_Your instructions:_ Write out exactly what each line says, starting with the first line below and ending on the one with "whole graph container.".

━━ Records shown

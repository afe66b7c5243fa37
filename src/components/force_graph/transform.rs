use super::simulation::Point;

pub const MIN_SCALE: f64 = 0.5;
pub const MAX_SCALE: f64 = 5.0;
pub const ZOOM_IN_FACTOR: f64 = 1.3;
pub const ZOOM_OUT_FACTOR: f64 = 0.7;
pub const ZOOM_DURATION_MS: f64 = 300.0;

/// Pan offset and uniform scale applied to the whole graph container.
/// Screen = graph * k + (x, y).
#[derive(Clone, Copy, Debug, PartialEq)]
pub struct ViewTransform {
	pub x: f64,
	pub y: f64,
	pub k: f64,
}

impl Default for ViewTransform {
	fn default() -> Self {
		Self::IDENTITY
	}
}

impl ViewTransform {
	pub const IDENTITY: ViewTransform = ViewTransform {
		x: 0.0,
		y: 0.0,
		k: 1.0,
	};

	pub fn apply(&self, p: Point) -> (f64, f64) {
		(p.x * self.k + self.x, p.y * self.k + self.y)
	}

	pub fn invert(&self, sx: f64, sy: f64) -> Point {
		Point::new((sx - self.x) / self.k, (sy - self.y) / self.k)
	}

	/// Scales by `factor` keeping the screen point `(ax, ay)` fixed. The
	/// resulting scale is clamped to `[MIN_SCALE, MAX_SCALE]`.
	pub fn scaled_about(&self, factor: f64, ax: f64, ay: f64) -> Self {
		let k = (self.k * factor).clamp(MIN_SCALE, MAX_SCALE);
		let ratio = k / self.k;
		Self {
			x: ax - (ax - self.x) * ratio,
			y: ay - (ay - self.y) * ratio,
			k,
		}
	}

	pub fn translated(&self, dx: f64, dy: f64) -> Self {
		Self {
			x: self.x + dx,
			y: self.y + dy,
			k: self.k,
		}
	}

	fn lerp(&self, to: &ViewTransform, t: f64) -> Self {
		Self {
			x: self.x + (to.x - self.x) * t,
			y: self.y + (to.y - self.y) * t,
			k: self.k + (to.k - self.k) * t,
		}
	}
}

fn ease_in_out_cubic(t: f64) -> f64 {
	if t < 0.5 {
		4.0 * t * t * t
	} else {
		1.0 - (-2.0 * t + 2.0).powi(3) / 2.0
	}
}

/// Eased transition between two transforms. The clock starts on the first
/// sample, so an animation created from an input handler begins on the
/// next frame.
#[derive(Clone, Debug)]
pub struct ZoomAnimation {
	from: ViewTransform,
	to: ViewTransform,
	start: Option<f64>,
	duration: f64,
}

impl ZoomAnimation {
	pub fn new(from: ViewTransform, to: ViewTransform) -> Self {
		Self {
			from,
			to,
			start: None,
			duration: ZOOM_DURATION_MS,
		}
	}

	/// Transform at time `now` (ms) and whether the animation has finished.
	pub fn sample(&mut self, now: f64) -> (ViewTransform, bool) {
		let start = *self.start.get_or_insert(now);
		let t = ((now - start) / self.duration).clamp(0.0, 1.0);
		if t >= 1.0 {
			return (self.to, true);
		}
		(self.from.lerp(&self.to, ease_in_out_cubic(t)), false)
	}
}

#[cfg(test)]
mod tests {
	use super::*;

	#[test]
	fn scale_stays_clamped() {
		let mut t = ViewTransform::IDENTITY;
		for _ in 0..50 {
			t = t.scaled_about(ZOOM_IN_FACTOR, 400.0, 300.0);
			assert!(t.k <= MAX_SCALE);
		}
		assert_eq!(t.k, MAX_SCALE);
		for _ in 0..50 {
			t = t.scaled_about(ZOOM_OUT_FACTOR, 400.0, 300.0);
			assert!(t.k >= MIN_SCALE);
		}
		assert_eq!(t.k, MIN_SCALE);
	}

	#[test]
	fn scaling_keeps_anchor_fixed() {
		let t = ViewTransform { x: 30.0, y: -20.0, k: 1.2 };
		let anchor = t.invert(250.0, 180.0);
		let zoomed = t.scaled_about(1.3, 250.0, 180.0);
		let (sx, sy) = zoomed.apply(anchor);
		assert!((sx - 250.0).abs() < 1e-9 && (sy - 180.0).abs() < 1e-9);
	}

	#[test]
	fn invert_undoes_apply() {
		let t = ViewTransform { x: 12.5, y: 40.0, k: 2.5 };
		let p = Point::new(-33.0, 71.0);
		let (sx, sy) = t.apply(p);
		let back = t.invert(sx, sy);
		assert!(back.distance(p) < 1e-9);
	}

	#[test]
	fn animation_runs_for_fixed_duration() {
		let to = ViewTransform::IDENTITY.scaled_about(ZOOM_IN_FACTOR, 400.0, 300.0);
		let mut anim = ZoomAnimation::new(ViewTransform::IDENTITY, to);

		let (first, done) = anim.sample(1000.0);
		assert!(!done);
		assert_eq!(first, ViewTransform::IDENTITY);

		let (mid, done) = anim.sample(1150.0);
		assert!(!done);
		assert!(mid.k > 1.0 && mid.k < ZOOM_IN_FACTOR);

		let (end, done) = anim.sample(1300.0);
		assert!(done);
		assert_eq!(end, to);
	}

	#[test]
	fn reset_animates_back_to_identity() {
		let from = ViewTransform { x: -120.0, y: 60.0, k: 3.0 };
		let mut anim = ZoomAnimation::new(from, ViewTransform::IDENTITY);
		anim.sample(0.0);
		let (end, done) = anim.sample(ZOOM_DURATION_MS + 16.0);
		assert!(done);
		assert_eq!(end, ViewTransform::IDENTITY);
	}
}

━━━━

_Answer area:_
repository afe66b7c5243fa37
filename src/components/force_graph/transform.rs
use super::simulation::Point;

pub const MIN_SCALE: f64 = 0.5;
pub const MAX_SCALE: f64 = 5.0;
pub const ZOOM_IN_FACTOR: f64 = 1.3;
pub const ZOOM_OUT_FACTOR: f64 = 0.7;
pub const ZOOM_DURATION_MS: f64 = 300.0;

/// Pan offset and uniform scale applied to the whole graph container.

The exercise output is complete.